Find the word "filter" in the data below and copy each line that holds it.

=== Supplied data ===

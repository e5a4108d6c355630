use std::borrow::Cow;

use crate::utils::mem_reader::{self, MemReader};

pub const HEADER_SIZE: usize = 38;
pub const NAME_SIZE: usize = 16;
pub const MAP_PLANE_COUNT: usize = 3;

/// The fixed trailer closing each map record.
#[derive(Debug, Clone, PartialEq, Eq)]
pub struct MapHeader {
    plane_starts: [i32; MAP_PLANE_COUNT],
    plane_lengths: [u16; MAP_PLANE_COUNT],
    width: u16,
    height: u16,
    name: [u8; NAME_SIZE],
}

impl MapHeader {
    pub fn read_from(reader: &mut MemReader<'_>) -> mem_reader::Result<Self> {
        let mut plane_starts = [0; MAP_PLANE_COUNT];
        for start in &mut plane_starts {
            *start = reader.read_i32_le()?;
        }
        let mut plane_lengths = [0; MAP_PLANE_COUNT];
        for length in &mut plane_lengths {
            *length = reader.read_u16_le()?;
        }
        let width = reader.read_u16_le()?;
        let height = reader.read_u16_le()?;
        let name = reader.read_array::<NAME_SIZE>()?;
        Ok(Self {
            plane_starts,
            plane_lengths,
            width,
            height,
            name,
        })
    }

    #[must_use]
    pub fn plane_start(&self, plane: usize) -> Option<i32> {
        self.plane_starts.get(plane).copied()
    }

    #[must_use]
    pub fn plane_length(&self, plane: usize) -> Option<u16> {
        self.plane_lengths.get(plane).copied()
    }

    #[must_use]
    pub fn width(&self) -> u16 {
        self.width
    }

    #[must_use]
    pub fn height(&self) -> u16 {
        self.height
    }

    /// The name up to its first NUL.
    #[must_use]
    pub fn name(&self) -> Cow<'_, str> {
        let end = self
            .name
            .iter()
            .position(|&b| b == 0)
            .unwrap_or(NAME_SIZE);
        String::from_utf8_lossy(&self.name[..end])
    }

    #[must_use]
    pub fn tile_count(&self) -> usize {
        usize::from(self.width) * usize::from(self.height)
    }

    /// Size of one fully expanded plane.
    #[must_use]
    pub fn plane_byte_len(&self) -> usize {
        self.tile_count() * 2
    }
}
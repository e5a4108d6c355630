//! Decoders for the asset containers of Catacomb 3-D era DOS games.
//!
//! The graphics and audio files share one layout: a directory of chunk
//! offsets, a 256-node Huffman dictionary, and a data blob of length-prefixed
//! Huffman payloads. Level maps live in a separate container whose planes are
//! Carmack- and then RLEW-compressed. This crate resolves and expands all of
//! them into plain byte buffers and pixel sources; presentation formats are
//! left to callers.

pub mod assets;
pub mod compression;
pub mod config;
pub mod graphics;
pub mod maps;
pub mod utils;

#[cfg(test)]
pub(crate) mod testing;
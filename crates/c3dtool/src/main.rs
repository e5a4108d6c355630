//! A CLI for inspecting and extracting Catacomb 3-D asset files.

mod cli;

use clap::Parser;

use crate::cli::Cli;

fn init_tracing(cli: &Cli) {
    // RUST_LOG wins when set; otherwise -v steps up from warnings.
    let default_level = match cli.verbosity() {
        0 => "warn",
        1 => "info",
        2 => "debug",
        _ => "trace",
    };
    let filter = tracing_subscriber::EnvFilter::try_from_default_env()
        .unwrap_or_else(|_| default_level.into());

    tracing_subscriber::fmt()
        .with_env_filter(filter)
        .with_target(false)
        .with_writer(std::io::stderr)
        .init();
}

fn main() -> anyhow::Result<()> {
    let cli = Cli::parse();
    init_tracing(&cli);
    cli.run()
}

===

**Exercise output:**
    let filter = tracing_subscriber::EnvFilter::try_from_default_env()
        .with_env_filter(filter)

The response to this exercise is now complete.